Effects of the bridging ligands on the molecular and electronic structure of Fe2(CO)9 derivatives

This article reviews the structural and electronic properties of Fe2(CO)9 derivatives with any triad of sigma donor and pi acceptor bridges selected from the series CO, CH2, CF , SiMe2, GeMe2, InMe and CS. Based on the available structural data and computational results, the bridges other than CO can be catalogued in two different groups. The ligands of group I feature a pivotal carbon atom such as the CO ligand itself (i.e. L = CH2, CF2 and CS).

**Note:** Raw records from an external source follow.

//! Sends the generated invoice PDF as a single multipart email over an
//! implicit-TLS SMTP relay (SMTPS, port 465).

use std::fs;
use std::path::{Path, PathBuf};

use lettre::{
    message::{header::ContentType, Attachment, MultiPart, SinglePart},
    transport::smtp::authentication::Credentials,
    Message, SmtpTransport, Transport,
};
use tracing::info;

use crate::config::SmtpConfig;
use crate::error::EmailError;

/// Everything one send needs. The credential is an app password typed into
/// the wizard; it is never persisted.
#[derive(Debug, Clone)]
pub struct EmailRequest {
    pub recipient: String,
    pub sender: String,
    pub password: String,
    pub subject: String,
    pub body: String,
    pub attachment: PathBuf,
}

/// Default subject line offered by the wizard.
pub fn default_subject(invoice_number: &str) -> String {
    format!("Invoice {invoice_number}")
}

/// Default body offered by the wizard.
pub fn default_body(invoice_number: &str, customer: &str, company: &str) -> String {
    format!(
        "Please find attached invoice {invoice_number} for {customer}.\n\nThank you,\n{company}"
    )
}

pub fn send_invoice(config: &SmtpConfig, request: &EmailRequest) -> Result<(), EmailError> {
    let pdf = fs::read(&request.attachment)
        .map_err(|err| EmailError::Transport(format!("could not read attachment: {err}")))?;
    let filename = attachment_filename(&request.attachment);

    let content_type = ContentType::parse("application/pdf")
        .map_err(|err| EmailError::Transport(err.to_string()))?;
    let message = Message::builder()
        .from(parse_mailbox(&request.sender)?)
        .to(parse_mailbox(&request.recipient)?)
        .subject(&request.subject)
        .multipart(
            MultiPart::mixed()
                .singlepart(SinglePart::plain(request.body.clone()))
                .singlepart(Attachment::new(filename).body(pdf, content_type)),
        )
        .map_err(|err| EmailError::Transport(err.to_string()))?;

    let credentials = Credentials::new(request.sender.clone(), request.password.clone());
    let mailer = SmtpTransport::relay(&config.smtp_relay)
        .map_err(|err| EmailError::Transport(err.to_string()))?
        .credentials(credentials)
        .build();

    match mailer.send(&message) {
        Ok(_) => {
            info!(recipient = %request.recipient, "invoice email sent");
            Ok(())
        }
        // The relay reports a rejected AUTH as a permanent 5xx; everything
        // else (DNS, TLS, timeouts, transient 4xx) is a transport problem.
        Err(err) if err.is_permanent() => Err(EmailError::Auth),
        Err(err) => Err(EmailError::Transport(err.to_string())),
    }
}

fn parse_mailbox(address: &str) -> Result<lettre::message::Mailbox, EmailError> {
    address
        .parse()
        .map_err(|_| EmailError::Transport(format!("invalid email address: {address}")))
}

fn attachment_filename(path: &Path) -> String {
    path.file_name()
        .map(|name| name.to_string_lossy().into_owned())
        .unwrap_or_else(|| "invoice.pdf".to_string())
}

#[cfg(test)]
mod tests {
    use super::*;

    #[test]
    fn default_message_names_invoice_and_customer() {
        let body = default_body("INV-42", "Acme Corp", "Widgets Ltd");
        assert!(body.contains("invoice INV-42 for Acme Corp"));
        assert!(body.ends_with("Widgets Ltd"));
        assert_eq!(default_subject("INV-42"), "Invoice INV-42");
    }

    #[test]
    fn missing_attachment_is_a_transport_failure() {
        let config = SmtpConfig::default();
        let request = EmailRequest {
            recipient: "client@example.com".to_string(),
            sender: "me@example.com".to_string(),
            password: "secret".to_string(),
            subject: "Invoice".to_string(),
            body: "hi".to_string(),
            attachment: PathBuf::from("/no/such/invoice.pdf"),
        };
        assert!(matches!(
            send_invoice(&config, &request),
            Err(EmailError::Transport(_))
        ));
    }

    #[test]
    fn attachment_filename_falls_back() {
        assert_eq!(attachment_filename(Path::new("a/b/invoice_7.pdf")), "invoice_7.pdf");
        assert_eq!(attachment_filename(Path::new("/")), "invoice.pdf");
    }
}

Those of group II are characterized by different hetero-atoms at the core of the bridging group (i.e. L = SiMe2, GeMe2 and InMe). The geometry of the inner Fe(m-L)3Fe skeleton changes significantly between the members of the different series. In particular, the range of Fe-Fe distances can be as large as 52.3 pm, the higher and lower limits being found in the system with three InMe bridges and in that with one CO and two CF2 ligands, respectively. It turns out that ligands of group I favor the decrease of the Fe-Fe distance compared to the parent compound Fe2(CO)9. On the contrary, those of group II favor a larger intermetallic separation. By detailed analyses, the structural effects can be traced back to the s donor and p acceptor capabilities of the different bridges.